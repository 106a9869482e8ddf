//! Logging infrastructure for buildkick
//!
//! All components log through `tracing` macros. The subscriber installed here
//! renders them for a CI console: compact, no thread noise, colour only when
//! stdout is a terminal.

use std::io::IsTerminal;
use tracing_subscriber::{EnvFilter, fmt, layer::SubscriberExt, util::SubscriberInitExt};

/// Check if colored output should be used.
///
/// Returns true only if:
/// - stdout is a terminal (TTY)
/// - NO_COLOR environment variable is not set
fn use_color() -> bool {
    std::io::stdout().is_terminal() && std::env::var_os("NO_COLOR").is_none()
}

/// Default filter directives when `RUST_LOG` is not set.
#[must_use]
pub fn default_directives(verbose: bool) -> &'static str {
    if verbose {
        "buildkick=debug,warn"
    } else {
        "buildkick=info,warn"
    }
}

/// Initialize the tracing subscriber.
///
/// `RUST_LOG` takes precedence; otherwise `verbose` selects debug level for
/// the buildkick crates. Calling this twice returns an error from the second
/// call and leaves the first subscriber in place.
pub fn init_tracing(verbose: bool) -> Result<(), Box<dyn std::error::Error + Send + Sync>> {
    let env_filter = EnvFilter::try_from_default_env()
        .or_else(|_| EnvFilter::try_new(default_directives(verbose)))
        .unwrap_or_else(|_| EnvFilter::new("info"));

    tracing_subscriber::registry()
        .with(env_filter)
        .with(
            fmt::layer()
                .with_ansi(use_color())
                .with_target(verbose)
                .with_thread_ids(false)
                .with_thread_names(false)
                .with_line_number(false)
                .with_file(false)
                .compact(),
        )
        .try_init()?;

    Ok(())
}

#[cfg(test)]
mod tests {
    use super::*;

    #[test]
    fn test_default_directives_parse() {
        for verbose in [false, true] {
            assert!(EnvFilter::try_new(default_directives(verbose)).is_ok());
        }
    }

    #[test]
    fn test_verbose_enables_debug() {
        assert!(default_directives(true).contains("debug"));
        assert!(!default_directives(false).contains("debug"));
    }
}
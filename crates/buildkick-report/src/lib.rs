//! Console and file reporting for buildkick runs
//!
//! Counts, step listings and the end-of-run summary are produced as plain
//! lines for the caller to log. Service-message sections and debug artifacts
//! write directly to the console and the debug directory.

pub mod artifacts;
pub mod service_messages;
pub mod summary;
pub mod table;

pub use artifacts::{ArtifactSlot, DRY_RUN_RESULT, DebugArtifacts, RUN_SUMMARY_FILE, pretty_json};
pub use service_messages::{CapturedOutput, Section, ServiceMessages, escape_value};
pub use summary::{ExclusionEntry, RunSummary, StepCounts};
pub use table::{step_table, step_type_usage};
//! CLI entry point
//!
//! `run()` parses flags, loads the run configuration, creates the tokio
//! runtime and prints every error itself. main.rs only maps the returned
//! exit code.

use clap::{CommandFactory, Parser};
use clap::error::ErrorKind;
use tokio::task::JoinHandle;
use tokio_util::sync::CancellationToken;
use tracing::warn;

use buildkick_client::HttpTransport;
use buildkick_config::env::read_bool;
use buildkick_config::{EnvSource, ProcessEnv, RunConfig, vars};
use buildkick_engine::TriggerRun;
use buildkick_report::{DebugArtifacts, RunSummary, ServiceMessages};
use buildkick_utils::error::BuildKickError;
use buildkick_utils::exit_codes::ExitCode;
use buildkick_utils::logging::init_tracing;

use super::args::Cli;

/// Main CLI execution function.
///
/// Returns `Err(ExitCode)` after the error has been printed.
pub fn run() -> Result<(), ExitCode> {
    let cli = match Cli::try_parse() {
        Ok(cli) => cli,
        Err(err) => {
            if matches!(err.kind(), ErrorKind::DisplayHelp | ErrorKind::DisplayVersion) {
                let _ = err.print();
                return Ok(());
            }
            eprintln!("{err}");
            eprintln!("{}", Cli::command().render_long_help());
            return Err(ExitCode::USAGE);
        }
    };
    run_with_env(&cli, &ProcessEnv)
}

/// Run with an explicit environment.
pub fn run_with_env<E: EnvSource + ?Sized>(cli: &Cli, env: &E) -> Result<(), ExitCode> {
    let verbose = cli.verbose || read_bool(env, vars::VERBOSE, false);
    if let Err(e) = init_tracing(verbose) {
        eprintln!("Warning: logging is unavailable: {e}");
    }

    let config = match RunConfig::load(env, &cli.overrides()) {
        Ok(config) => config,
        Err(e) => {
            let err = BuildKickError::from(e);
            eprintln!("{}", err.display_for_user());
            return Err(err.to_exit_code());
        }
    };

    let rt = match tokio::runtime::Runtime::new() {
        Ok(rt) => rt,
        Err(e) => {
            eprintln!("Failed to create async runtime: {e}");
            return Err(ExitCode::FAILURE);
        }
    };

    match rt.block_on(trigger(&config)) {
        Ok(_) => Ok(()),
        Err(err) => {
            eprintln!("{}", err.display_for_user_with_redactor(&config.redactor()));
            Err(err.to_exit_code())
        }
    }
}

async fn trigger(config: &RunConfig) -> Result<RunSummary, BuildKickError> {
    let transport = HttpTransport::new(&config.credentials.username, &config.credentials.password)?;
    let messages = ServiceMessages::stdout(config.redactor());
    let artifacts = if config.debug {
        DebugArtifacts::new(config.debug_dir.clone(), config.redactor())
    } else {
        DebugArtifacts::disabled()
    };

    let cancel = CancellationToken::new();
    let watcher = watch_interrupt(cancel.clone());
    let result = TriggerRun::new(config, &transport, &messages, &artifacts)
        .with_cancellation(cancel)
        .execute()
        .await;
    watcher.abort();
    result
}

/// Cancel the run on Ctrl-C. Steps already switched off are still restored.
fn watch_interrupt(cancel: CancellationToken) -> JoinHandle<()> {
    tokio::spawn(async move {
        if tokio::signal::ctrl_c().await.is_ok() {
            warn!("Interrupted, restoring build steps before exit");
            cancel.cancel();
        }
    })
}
§
#### Requirement:
Go through the records above and retype each one exactly.

#### Exercise answer:
repository 106a9869482e8ddf
//! Logging infrastructure for buildkick
//!
//! All components log through `tracing` macros. The subscriber installed here
//! renders them for a CI console: compact, no thread noise, colour only when
//! stdout is a terminal.

use std::io::IsTerminal;
use tracing_subscriber::{EnvFilter, fmt, layer::SubscriberExt, util::SubscriberInitExt};

/// Check if colored output should be used.
///
/// Returns true only if:
/// - stdout is a terminal (TTY)
/// - NO_COLOR environment variable is not set
fn use_color() -> bool {
    std::io::stdout().is_terminal() && std::env::var_os("NO_COLOR").is_none()
}

/// Default filter directives when `RUST_LOG` is not set.
#[must_use]
pub fn default_directives(verbose: bool) -> &'static str {
    if verbose {
        "buildkick=debug,warn"
    } else {
        "buildkick=info,warn"
    }
}

/// Initialize the tracing subscriber.
///
/// `RUST_LOG` takes precedence; otherwise `verbose` selects debug level for
/// the buildkick crates. Calling this twice returns an error from the second
/// call and leaves the first subscriber in place.
pub fn init_tracing(verbose: bool) -> Result<(), Box<dyn std::error::Error + Send + Sync>> {
    let env_filter = EnvFilter::try_from_default_env()
        .or_else(|_| EnvFilter::try_new(default_directives(verbose)))
        .unwrap_or_else(|_| EnvFilter::new("info"));

    tracing_subscriber::registry()
        .with(env_filter)
        .with(
            fmt::layer()
                .with_ansi(use_color())
                .with_target(verbose)
                .with_thread_ids(false)
                .with_thread_names(false)
                .with_line_number(false)
                .with_file(false)
                .compact(),
        )
        .try_init()?;

    Ok(())
}

#[cfg(test)]
mod tests {
    use super::*;

    #[test]
    fn test_default_directives_parse() {
        for verbose in [false, true] {
            assert!(EnvFilter::try_new(default_directives(verbose)).is_ok());
        }
    }

    #[test]
    fn test_verbose_enables_debug() {
        assert!(default_directives(true).contains("debug"));
        assert!(!default_directives(false).contains("debug"));
    }
}
filename crates/buildkick-report/src/lib.rs
//! Console and file reporting for buildkick runs
//!
//! Counts, step listings and the end-of-run summary are produced as plain
//! lines for the caller to log. Service-message sections and debug artifacts
//! write directly to the console and the debug directory.

pub mod artifacts;
pub mod service_messages;
pub mod summary;
pub mod table;

pub use artifacts::{ArtifactSlot, DRY_RUN_RESULT, DebugArtifacts, RUN_SUMMARY_FILE, pretty_json};
pub use service_messages::{CapturedOutput, Section, ServiceMessages, escape_value};
pub use summary::{ExclusionEntry, RunSummary, StepCounts};
pub use table::{step_table, step_type_usage};
//! CLI entry point
//!
//! `run()` parses flags, loads the run configuration, creates the tokio
//! runtime and prints every error itself. main.rs only maps the returned
//! exit code.

use clap::{CommandFactory, Parser};
use clap::error::ErrorKind;
use tokio::task::JoinHandle;
use tokio_util::sync::CancellationToken;
use tracing::warn;

use buildkick_client::HttpTransport;
use buildkick_config::env::read_bool;
use buildkick_config::{EnvSource, ProcessEnv, RunConfig, vars};
use buildkick_engine::TriggerRun;
use buildkick_report::{DebugArtifacts, RunSummary, ServiceMessages};
use buildkick_utils::error::BuildKickError;
use buildkick_utils::exit_codes::ExitCode;
use buildkick_utils::logging::init_tracing;

use super::args::Cli;

/// Main CLI execution function.
///
/// Returns `Err(ExitCode)` after the error has been printed.
pub fn run() -> Result<(), ExitCode> {
    let cli = match Cli::try_parse() {
        Ok(cli) => cli,
        Err(err) => {
            if matches!(err.kind(), ErrorKind::DisplayHelp | ErrorKind::DisplayVersion) {
                let _ = err.print();
                return Ok(());
            }
            eprintln!("{err}");
            eprintln!("{}", Cli::command().render_long_help());
            return Err(ExitCode::USAGE);
        }
    };
    run_with_env(&cli, &ProcessEnv)
}

/// Run with an explicit environment.
pub fn run_with_env<E: EnvSource + ?Sized>(cli: &Cli, env: &E) -> Result<(), ExitCode> {
    let verbose = cli.verbose || read_bool(env, vars::VERBOSE, false);
    if let Err(e) = init_tracing(verbose) {
        eprintln!("Warning: logging is unavailable: {e}");
    }

    let config = match RunConfig::load(env, &cli.overrides()) {
        Ok(config) => config,
        Err(e) => {
            let err = BuildKickError::from(e);
            eprintln!("{}", err.display_for_user());
            return Err(err.to_exit_code());
        }
    };

    let rt = match tokio::runtime::Runtime::new() {
        Ok(rt) => rt,
        Err(e) => {
            eprintln!("Failed to create async runtime: {e}");
            return Err(ExitCode::FAILURE);
        }
    };

    match rt.block_on(trigger(&config)) {
        Ok(_) => Ok(()),
        Err(err) => {
            eprintln!("{}", err.display_for_user_with_redactor(&config.redactor()));
            Err(err.to_exit_code())
        }
    }
}

async fn trigger(config: &RunConfig) -> Result<RunSummary, BuildKickError> {
    let transport = HttpTransport::new(&config.credentials.username, &config.credentials.password)?;
    let messages = ServiceMessages::stdout(config.redactor());
    let artifacts = if config.debug {
        DebugArtifacts::new(config.debug_dir.clone(), config.redactor())
    } else {
        DebugArtifacts::disabled()
    };

    let cancel = CancellationToken::new();
    let watcher = watch_interrupt(cancel.clone());
    let result = TriggerRun::new(config, &transport, &messages, &artifacts)
        .with_cancellation(cancel)
        .execute()
        .await;
    watcher.abort();
    result
}

/// Cancel the run on Ctrl-C. Steps already switched off are still restored.
fn watch_interrupt(cancel: CancellationToken) -> JoinHandle<()> {
    tokio::spawn(async move {
        if tokio::signal::ctrl_c().await.is_ok() {
            warn!("Interrupted, restoring build steps before exit");
            cancel.cancel();
        }
    })
}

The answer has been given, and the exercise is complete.